» **Goal of the exercise**:
Give only the number of lines in the data that include the string "None".

──────────────────────────────

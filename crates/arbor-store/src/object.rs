use serde::{Deserialize, Serialize};

use arbor_crypto::ContentHasher;
use arbor_types::ObjectId;

use crate::error::{StoreError, StoreResult};

/// The kind of a stored object.
#[derive(Clone, Copy, Debug, PartialEq, Eq, Hash, Serialize, Deserialize)]
#[serde(rename_all = "lowercase")]
pub enum ObjectKind {
    /// Raw file contents.
    Blob,
    /// Directory listing.
    Tree,
}

impl ObjectKind {
    pub fn as_str(&self) -> &'static str {
        match self {
            Self::Blob => "blob",
            Self::Tree => "tree",
        }
    }

    /// Parse the tag written by [`ObjectKind::as_str`].
    pub fn parse(tag: &str) -> Option<Self> {
        match tag {
            "blob" => Some(Self::Blob),
            "tree" => Some(Self::Tree),
            _ => None,
        }
    }

    fn hasher(&self) -> &'static ContentHasher {
        match self {
            Self::Blob => &ContentHasher::BLOB,
            Self::Tree => &ContentHasher::TREE,
        }
    }
}

impl std::fmt::Display for ObjectKind {
    fn fmt(&self, f: &mut std::fmt::Formatter<'_>) -> std::fmt::Result {
        f.write_str(self.as_str())
    }
}

/// A stored object: kind tag + serialized payload + cached size.
///
/// This is the unit the [`ObjectStore`](crate::ObjectStore) deals in. The
/// store never looks inside `data`.
#[derive(Clone, Debug, PartialEq, Eq)]
pub struct StoredObject {
    pub kind: ObjectKind,
    pub data: Vec<u8>,
    /// Length of `data` in bytes.
    pub size: u64,
}

impl StoredObject {
    pub fn new(kind: ObjectKind, data: Vec<u8>) -> Self {
        let size = data.len() as u64;
        Self { kind, data, size }
    }

    /// Content-addressed id under this object's kind domain.
    pub fn compute_id(&self) -> ObjectId {
        self.kind.hasher().hash(&self.data)
    }

    /// Whether `id` is the content address of this object.
    pub fn verify(&self, id: &ObjectId) -> bool {
        self.kind.hasher().verify(&self.data, id)
    }
}

// ---------------------------------------------------------------------------
// Blob
// ---------------------------------------------------------------------------

/// File contents.
///
/// Blobs are values: every edit returns a new `Blob` and leaves the original
/// untouched, which is what lets the namespace rewrite files copy-on-write.
#[derive(Clone, Debug, Default, PartialEq, Eq)]
pub struct Blob {
    pub data: Vec<u8>,
}

impl Blob {
    pub fn new(data: Vec<u8>) -> Self {
        Self { data }
    }

    pub fn empty() -> Self {
        Self::default()
    }

    pub fn len(&self) -> usize {
        self.data.len()
    }

    pub fn is_empty(&self) -> bool {
        self.data.is_empty()
    }

    /// At most `size` bytes starting at `offset`; empty past end-of-file.
    pub fn read_range(&self, offset: usize, size: usize) -> &[u8] {
        if offset >= self.data.len() {
            return &[];
        }
        let end = offset.saturating_add(size).min(self.data.len());
        &self.data[offset..end]
    }

    /// Overwrite `[offset, offset + bytes.len())`, extending the blob when the
    /// range runs past the end. A gap between the old end and `offset` reads
    /// back as zeros. Bytes after the written range are kept. An empty write
    /// changes nothing, even past the end.
    pub fn write_at(&self, offset: usize, bytes: &[u8]) -> Blob {
        if bytes.is_empty() {
            return self.clone();
        }
        let end = offset + bytes.len();
        let mut data = self.data.clone();
        if data.len() < end {
            data.resize(end, 0);
        }
        data[offset..end].copy_from_slice(bytes);
        Blob { data }
    }

    /// Exactly `len` bytes: cut short, or zero-padded past the old end.
    pub fn truncated(&self, len: usize) -> Blob {
        let mut data = self.data.clone();
        data.resize(len, 0);
        Blob { data }
    }

    pub fn to_stored_object(&self) -> StoredObject {
        StoredObject::new(ObjectKind::Blob, self.data.clone())
    }

    pub fn from_stored_object(obj: &StoredObject) -> StoreResult<Self> {
        if obj.kind != ObjectKind::Blob {
            return Err(StoreError::CorruptObject {
                id: obj.compute_id(),
                reason: format!("expected blob, got {}", obj.kind),
            });
        }
        Ok(Self {
            data: obj.data.clone(),
        })
    }
}

// ---------------------------------------------------------------------------
// Tree
// ---------------------------------------------------------------------------

/// What a tree entry points at.
#[derive(Clone, Copy, Debug, PartialEq, Eq, Hash, Serialize, Deserialize)]
#[serde(rename_all = "lowercase")]
pub enum EntryKind {
    /// A regular file.
    Blob,
    /// A subdirectory.
    Tree,
}

impl EntryKind {
    pub fn object_kind(&self) -> ObjectKind {
        match self {
            Self::Blob => ObjectKind::Blob,
            Self::Tree => ObjectKind::Tree,
        }
    }

    pub fn is_tree(&self) -> bool {
        matches!(self, Self::Tree)
    }
}

impl std::fmt::Display for EntryKind {
    fn fmt(&self, f: &mut std::fmt::Formatter<'_>) -> std::fmt::Result {
        f.write_str(self.object_kind().as_str())
    }
}

/// One named child of a directory.
#[derive(Clone, Debug, PartialEq, Eq, Serialize, Deserialize)]
pub struct TreeEntry {
    pub kind: EntryKind,
    pub name: String,
    pub object_id: ObjectId,
}

impl TreeEntry {
    /// Why `name` cannot name an entry, or `None` if it can.
    pub fn invalid_name_reason(name: &str) -> Option<&'static str> {
        if name.is_empty() {
            Some("entry name must not be empty")
        } else if name == "." || name == ".." {
            Some("'.' and '..' are reserved")
        } else if name.contains('/') {
            Some("entry name must not contain '/'")
        } else if name.contains('\0') {
            Some("entry name must not contain NUL")
        } else {
            None
        }
    }

    pub fn new(kind: EntryKind, name: impl Into<String>, object_id: ObjectId) -> Self {
        Self {
            kind,
            name: name.into(),
            object_id,
        }
    }

    pub fn blob(name: impl Into<String>, object_id: ObjectId) -> Self {
        Self::new(EntryKind::Blob, name, object_id)
    }

    pub fn tree(name: impl Into<String>, object_id: ObjectId) -> Self {
        Self::new(EntryKind::Tree, name, object_id)
    }
}

/// Directory listing, analogous to a git tree.
///
/// Entries are kept sorted by name with no duplicates, so a given set of
/// children always serializes to the same bytes and hence the same id.
#[derive(Clone, Debug, Default, PartialEq, Eq, Serialize, Deserialize)]
pub struct Tree {
    pub entries: Vec<TreeEntry>,
}

impl Tree {
    /// Build a tree from unordered entries. On duplicate names the entry that
    /// comes last in `entries` wins.
    pub fn new(entries: Vec<TreeEntry>) -> Self {
        entries
            .into_iter()
            .fold(Self::empty(), |tree, entry| tree.with_entry(entry))
    }

    pub fn empty() -> Self {
        Self::default()
    }

    fn position(&self, name: &str) -> Result<usize, usize> {
        self.entries
            .binary_search_by(|e| e.name.as_str().cmp(name))
    }

    pub fn get(&self, name: &str) -> Option<&TreeEntry> {
        self.position(name).ok().map(|i| &self.entries[i])
    }

    /// A copy of this tree with `entry` inserted, replacing any entry of the
    /// same name.
    pub fn with_entry(&self, entry: TreeEntry) -> Tree {
        let mut entries = self.entries.clone();
        match self.position(&entry.name) {
            Ok(i) => entries[i] = entry,
            Err(i) => entries.insert(i, entry),
        }
        Tree { entries }
    }

    /// A copy of this tree without the entry called `name`.
    pub fn without(&self, name: &str) -> Tree {
        let mut entries = self.entries.clone();
        if let Ok(i) = self.position(name) {
            entries.remove(i);
        }
        Tree { entries }
    }

    /// Entry names in sorted order.
    pub fn names(&self) -> Vec<String> {
        self.entries.iter().map(|e| e.name.clone()).collect()
    }

    pub fn len(&self) -> usize {
        self.entries.len()
    }

    pub fn is_empty(&self) -> bool {
        self.entries.is_empty()
    }

    pub fn to_stored_object(&self) -> StoreResult<StoredObject> {
        let data =
            serde_json::to_vec(self).map_err(|e| StoreError::Serialization(e.to_string()))?;
        Ok(StoredObject::new(ObjectKind::Tree, data))
    }

    /// Decode a tree, rejecting payloads whose entries are unsorted, repeat
    /// a name, or carry a name no path could reach.
    pub fn from_stored_object(obj: &StoredObject) -> StoreResult<Self> {
        if obj.kind != ObjectKind::Tree {
            return Err(StoreError::CorruptObject {
                id: obj.compute_id(),
                reason: format!("expected tree, got {}", obj.kind),
            });
        }
        let tree: Tree = serde_json::from_slice(&obj.data)
            .map_err(|e| StoreError::Serialization(e.to_string()))?;
        for entry in &tree.entries {
            if let Some(reason) = TreeEntry::invalid_name_reason(&entry.name) {
                return Err(StoreError::CorruptObject {
                    id: obj.compute_id(),
                    reason: format!("bad entry name {:?}: {reason}", entry.name),
                });
            }
        }
        if let Some(pair) = tree.entries.windows(2).find(|w| w[0].name >= w[1].name) {
            return Err(StoreError::CorruptObject {
                id: obj.compute_id(),
                reason: format!(
                    "entries out of order: {:?} before {:?}",
                    pair[0].name, pair[1].name
                ),
            });
        }
        Ok(tree)
    }
}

──────────────────────────────

» **Answer**:
3